Generation of neural crest-derived peripheral neurons and floor plate cells from mouse and primate embryonic stem cells.

Organogenesis and Neurogenesis Group, Center for Developmental Biology, RIKEN, Kobe 650-0047 Japan.
Proceedings of the National Academy of Sciences (Impact Factor: 9.81). 06/2003; 100(10):5828-33. DOI: 10.1073/pnas.1037282100
Source: PubMed

ABSTRACT To understand the range of competence of embryonic stem (ES) cell-derived neural precursors, we have examined in vitro differentiation of mouse and primate ES cells into the dorsal- (neural crest) and ventralmost (floor plate) cells of the neural axis. Stromal cell-derived inducing activity (SDIA; accumulated on PA6 stromal cells) induces cocultured ES cells to differentiate into rostral CNS tissues containing both ventral and dorsal cells. Although early exposure of SDIA-treated ES cells to bone morphogenetic protein (BMP)4 suppresses neural differentiation and promotes epidermogenesis, late BMP4 exposure after the fourth day of coculture causes differentiation of neural crest cells and dorsalmost CNS cells, with autonomic system and sensory lineages induced preferentially by high and low BMP4 concentrations, respectively.

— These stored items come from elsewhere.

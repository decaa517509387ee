#![cfg_attr(feature = "fail-on-warnings", deny(warnings))]
#![warn(clippy::all, clippy::pedantic, clippy::nursery, clippy::cargo)]
#![allow(clippy::multiple_crate_versions, clippy::cargo_common_metadata)]

//! US state reference tables and map label placement.
//!
//! Static lookup data only: full names and postal abbreviations for the
//! 50 states + DC, and where each state's abbreviation label is drawn on
//! the choropleth map.

pub mod labels;
pub mod states;

use serde::{Deserialize, Serialize};

/// A longitude/latitude pair in degrees.
#[derive(Debug, Clone, Copy, PartialEq, Serialize, Deserialize)]
#[serde(rename_all = "camelCase")]
pub struct GeoPoint {
    /// Longitude.
    pub lon: f64,
    /// Latitude.
    pub lat: f64,
}

impl GeoPoint {
    /// Creates a point from longitude and latitude.
    #[must_use]
    pub const fn new(lon: f64, lat: f64) -> Self {
        Self { lon, lat }
    }
}
//! Year slider, play button, and speed slider.

use rate_map_dashboard_models::{ControlsView, SpeedMark, SpeedSlider, YearSlider};
use rate_map_rates_models::YearRange;

use crate::clock::{AnimationClock, DEFAULT_SPEED_MS, MAX_SPEED_MS, MIN_SPEED_MS, SPEED_STEP_MS};

/// Spacing between labeled years on the year slider.
pub const YEAR_MARK_INTERVAL: usize = 4;

pub const PLAY_LABEL: &str = "▶ Play";
pub const PAUSE_LABEL: &str = "⏸ Pause";

#[must_use]
pub fn derive_controls(years: YearRange, year: u16, clock: AnimationClock) -> ControlsView {
    let playing = clock.is_running();

    ControlsView {
        year: YearSlider {
            min: years.first(),
            max: years.last(),
            value: year,
            marks: years.iter().step_by(YEAR_MARK_INTERVAL).collect(),
        },
        playing,
        play_label: if playing { PAUSE_LABEL } else { PLAY_LABEL }.to_string(),
        speed: SpeedSlider {
            min: MIN_SPEED_MS,
            max: MAX_SPEED_MS,
            step: SPEED_STEP_MS,
            value: clock.speed_ms(),
            marks: [
                (MIN_SPEED_MS, "Fast"),
                (DEFAULT_SPEED_MS, "Med"),
                (MAX_SPEED_MS, "Slow"),
            ]
            .into_iter()
            .map(|(value, label)| SpeedMark {
                value,
                label: label.to_string(),
            })
            .collect(),
        },
    }
}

In contrast, Sonic hedgehog (Shh) suppresses differentiation of neural crest lineages and promotes that of ventral CNS tissues such as motor neurons. Notably, high concentrations of Shh efficiently promote differentiation of HNF3beta(+) floor plate cells with axonal guidance activities. Thus, SDIA-treated ES cells generate naive precursors that have the competence of differentiating into the "full" dorsal-ventral range of neuroectodermal derivatives in response to patterning signals.